EXERCISE OBJECTIVE. Filter the data below, keeping only lines that contain "ImportResult".

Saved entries
= Beginning of Section =
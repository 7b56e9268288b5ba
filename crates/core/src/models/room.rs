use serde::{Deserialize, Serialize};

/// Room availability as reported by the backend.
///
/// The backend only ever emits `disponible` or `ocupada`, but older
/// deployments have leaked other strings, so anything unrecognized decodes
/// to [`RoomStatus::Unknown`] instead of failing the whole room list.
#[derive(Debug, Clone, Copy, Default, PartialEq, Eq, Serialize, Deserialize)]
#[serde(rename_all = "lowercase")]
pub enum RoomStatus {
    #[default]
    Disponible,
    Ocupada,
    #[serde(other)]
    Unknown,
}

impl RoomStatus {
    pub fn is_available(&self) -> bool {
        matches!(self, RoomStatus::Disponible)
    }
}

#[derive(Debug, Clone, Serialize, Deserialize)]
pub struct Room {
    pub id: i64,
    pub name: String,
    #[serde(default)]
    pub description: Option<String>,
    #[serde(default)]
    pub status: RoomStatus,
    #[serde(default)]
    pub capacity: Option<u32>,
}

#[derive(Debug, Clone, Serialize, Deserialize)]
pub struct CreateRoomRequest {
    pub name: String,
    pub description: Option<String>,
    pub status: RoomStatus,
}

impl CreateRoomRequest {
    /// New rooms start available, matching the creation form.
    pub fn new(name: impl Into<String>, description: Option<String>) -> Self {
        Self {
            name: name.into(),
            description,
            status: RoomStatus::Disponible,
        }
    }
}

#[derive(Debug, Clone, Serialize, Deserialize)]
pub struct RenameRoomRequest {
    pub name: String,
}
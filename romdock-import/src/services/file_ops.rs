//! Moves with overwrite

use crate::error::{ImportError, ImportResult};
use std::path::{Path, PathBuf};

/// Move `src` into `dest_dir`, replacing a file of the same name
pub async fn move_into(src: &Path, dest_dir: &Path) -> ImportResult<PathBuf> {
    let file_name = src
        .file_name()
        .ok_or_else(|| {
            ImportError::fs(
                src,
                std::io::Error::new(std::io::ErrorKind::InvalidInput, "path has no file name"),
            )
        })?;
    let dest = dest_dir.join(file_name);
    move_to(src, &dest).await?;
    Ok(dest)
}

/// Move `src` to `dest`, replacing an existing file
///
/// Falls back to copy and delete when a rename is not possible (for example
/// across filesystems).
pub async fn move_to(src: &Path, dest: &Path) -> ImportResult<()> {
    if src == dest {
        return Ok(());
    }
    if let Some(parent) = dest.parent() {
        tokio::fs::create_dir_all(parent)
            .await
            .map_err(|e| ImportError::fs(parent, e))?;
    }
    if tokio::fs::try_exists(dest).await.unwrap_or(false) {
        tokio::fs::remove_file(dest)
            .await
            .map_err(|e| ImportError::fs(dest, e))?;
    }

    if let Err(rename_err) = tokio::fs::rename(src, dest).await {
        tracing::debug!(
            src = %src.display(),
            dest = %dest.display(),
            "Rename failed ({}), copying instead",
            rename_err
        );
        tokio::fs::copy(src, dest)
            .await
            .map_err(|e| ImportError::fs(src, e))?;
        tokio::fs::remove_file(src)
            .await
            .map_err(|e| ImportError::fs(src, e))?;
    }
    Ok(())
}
= End of Section =
= Beginning of Section =
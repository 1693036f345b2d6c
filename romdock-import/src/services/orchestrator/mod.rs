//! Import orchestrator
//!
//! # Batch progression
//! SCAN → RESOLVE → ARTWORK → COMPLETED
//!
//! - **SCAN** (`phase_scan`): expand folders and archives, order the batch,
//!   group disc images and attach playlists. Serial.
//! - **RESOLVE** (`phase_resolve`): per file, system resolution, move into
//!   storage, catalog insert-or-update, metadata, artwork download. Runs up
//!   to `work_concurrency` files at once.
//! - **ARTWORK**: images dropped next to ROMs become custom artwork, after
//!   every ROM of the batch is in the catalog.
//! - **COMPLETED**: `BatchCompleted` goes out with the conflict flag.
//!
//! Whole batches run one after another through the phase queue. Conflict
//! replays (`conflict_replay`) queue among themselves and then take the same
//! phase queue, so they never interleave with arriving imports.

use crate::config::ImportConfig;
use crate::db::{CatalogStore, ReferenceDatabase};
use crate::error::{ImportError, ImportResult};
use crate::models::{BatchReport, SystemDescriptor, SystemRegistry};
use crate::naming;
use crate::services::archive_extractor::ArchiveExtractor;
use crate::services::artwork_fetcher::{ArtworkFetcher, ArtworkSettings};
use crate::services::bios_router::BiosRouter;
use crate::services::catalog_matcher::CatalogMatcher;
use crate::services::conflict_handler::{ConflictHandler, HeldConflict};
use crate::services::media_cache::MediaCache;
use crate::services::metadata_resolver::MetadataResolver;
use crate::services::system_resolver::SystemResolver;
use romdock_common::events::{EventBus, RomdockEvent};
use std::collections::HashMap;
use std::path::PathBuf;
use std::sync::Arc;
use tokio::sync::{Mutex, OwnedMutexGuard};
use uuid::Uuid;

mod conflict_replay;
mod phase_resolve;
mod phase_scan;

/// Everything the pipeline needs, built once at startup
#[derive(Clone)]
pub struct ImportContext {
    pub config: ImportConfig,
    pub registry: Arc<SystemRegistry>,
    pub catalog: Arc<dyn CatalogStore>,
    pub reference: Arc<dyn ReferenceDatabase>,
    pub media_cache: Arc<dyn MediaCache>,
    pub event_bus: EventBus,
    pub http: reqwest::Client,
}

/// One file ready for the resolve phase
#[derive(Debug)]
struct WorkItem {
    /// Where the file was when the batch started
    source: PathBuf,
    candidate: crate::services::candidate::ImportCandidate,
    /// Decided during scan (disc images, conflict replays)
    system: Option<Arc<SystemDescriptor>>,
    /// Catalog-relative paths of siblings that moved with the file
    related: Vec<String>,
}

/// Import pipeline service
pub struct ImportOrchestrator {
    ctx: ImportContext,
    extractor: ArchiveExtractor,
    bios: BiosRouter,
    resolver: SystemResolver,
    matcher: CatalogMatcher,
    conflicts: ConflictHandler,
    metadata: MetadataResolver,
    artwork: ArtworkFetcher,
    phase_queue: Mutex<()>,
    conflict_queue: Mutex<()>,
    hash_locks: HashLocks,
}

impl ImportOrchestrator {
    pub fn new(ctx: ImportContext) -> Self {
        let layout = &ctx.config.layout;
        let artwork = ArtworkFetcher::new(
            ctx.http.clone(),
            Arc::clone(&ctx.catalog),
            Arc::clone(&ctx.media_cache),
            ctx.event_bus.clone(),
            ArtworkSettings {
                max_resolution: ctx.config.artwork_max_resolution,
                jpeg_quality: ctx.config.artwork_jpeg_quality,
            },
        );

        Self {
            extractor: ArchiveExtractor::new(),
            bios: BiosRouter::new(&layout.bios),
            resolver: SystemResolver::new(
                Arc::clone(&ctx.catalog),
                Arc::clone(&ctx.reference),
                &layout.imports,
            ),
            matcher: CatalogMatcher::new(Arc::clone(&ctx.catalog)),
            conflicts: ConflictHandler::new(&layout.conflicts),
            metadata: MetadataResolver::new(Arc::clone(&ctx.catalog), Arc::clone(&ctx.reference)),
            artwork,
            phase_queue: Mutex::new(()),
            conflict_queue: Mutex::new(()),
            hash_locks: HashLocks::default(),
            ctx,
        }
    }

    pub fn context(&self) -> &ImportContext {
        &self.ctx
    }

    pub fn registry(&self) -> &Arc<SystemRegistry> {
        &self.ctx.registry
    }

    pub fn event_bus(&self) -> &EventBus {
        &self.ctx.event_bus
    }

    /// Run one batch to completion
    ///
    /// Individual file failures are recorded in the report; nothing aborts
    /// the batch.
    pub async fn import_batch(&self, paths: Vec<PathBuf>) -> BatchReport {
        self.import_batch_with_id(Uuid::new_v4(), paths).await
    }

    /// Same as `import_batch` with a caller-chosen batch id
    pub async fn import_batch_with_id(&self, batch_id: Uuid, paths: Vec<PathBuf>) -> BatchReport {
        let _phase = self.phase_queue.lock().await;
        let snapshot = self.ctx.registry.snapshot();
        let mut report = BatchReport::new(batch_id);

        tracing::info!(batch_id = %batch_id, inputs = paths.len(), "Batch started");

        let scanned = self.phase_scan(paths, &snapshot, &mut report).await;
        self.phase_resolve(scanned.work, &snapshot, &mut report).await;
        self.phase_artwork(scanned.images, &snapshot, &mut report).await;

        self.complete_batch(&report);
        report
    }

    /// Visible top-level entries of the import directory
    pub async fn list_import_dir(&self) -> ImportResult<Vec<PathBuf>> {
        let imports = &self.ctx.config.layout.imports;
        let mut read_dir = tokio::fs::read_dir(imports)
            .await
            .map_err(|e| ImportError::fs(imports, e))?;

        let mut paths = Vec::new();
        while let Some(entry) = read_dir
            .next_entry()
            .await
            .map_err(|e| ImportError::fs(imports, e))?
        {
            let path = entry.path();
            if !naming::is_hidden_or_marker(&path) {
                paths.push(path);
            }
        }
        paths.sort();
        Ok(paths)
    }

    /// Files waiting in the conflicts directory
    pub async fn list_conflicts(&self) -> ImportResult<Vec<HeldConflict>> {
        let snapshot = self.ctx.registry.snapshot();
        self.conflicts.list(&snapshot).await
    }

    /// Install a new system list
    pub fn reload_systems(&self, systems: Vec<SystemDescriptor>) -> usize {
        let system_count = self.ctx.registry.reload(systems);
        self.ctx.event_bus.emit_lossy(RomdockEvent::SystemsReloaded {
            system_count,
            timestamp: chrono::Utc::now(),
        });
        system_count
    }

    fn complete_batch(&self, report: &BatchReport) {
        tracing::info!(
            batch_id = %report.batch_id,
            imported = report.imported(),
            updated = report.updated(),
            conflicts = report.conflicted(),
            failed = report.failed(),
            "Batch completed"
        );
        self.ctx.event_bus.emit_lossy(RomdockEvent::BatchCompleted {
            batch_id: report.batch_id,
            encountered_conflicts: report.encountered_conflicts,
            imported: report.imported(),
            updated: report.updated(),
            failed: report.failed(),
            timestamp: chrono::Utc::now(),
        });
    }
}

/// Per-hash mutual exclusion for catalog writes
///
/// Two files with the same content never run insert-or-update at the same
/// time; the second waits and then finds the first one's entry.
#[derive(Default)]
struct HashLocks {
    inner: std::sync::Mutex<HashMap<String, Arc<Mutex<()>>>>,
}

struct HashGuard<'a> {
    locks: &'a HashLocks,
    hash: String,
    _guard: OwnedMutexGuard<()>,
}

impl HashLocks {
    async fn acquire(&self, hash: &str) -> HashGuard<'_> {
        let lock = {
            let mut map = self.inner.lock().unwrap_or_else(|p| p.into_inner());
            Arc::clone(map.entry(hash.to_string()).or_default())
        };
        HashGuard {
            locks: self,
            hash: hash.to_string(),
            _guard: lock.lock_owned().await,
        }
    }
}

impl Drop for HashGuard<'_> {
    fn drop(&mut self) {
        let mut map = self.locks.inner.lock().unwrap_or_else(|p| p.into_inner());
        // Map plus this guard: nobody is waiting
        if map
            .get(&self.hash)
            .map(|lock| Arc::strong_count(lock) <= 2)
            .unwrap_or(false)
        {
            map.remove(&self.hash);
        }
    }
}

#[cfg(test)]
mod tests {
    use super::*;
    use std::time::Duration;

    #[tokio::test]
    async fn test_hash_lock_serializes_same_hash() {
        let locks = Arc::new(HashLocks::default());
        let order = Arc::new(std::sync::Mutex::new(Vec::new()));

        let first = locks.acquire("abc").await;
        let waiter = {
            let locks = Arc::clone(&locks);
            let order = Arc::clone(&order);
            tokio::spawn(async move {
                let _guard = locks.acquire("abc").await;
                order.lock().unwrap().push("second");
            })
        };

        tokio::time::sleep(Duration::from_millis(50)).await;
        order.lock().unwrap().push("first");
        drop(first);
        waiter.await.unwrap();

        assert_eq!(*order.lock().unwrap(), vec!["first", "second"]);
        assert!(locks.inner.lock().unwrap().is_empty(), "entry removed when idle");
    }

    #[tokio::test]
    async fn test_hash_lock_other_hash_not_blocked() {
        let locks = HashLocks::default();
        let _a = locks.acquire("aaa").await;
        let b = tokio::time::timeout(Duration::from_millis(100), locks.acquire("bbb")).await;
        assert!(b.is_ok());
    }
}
= End of Section =
SOLUTION FOR THIS EXERCISE.
use crate::error::{ImportError, ImportResult};
pub async fn move_into(src: &Path, dest_dir: &Path) -> ImportResult<PathBuf> {
pub async fn move_to(src: &Path, dest: &Path) -> ImportResult<()> {
use crate::error::{ImportError, ImportResult};
    pub async fn list_import_dir(&self) -> ImportResult<Vec<PathBuf>> {
    pub async fn list_conflicts(&self) -> ImportResult<Vec<HeldConflict>> {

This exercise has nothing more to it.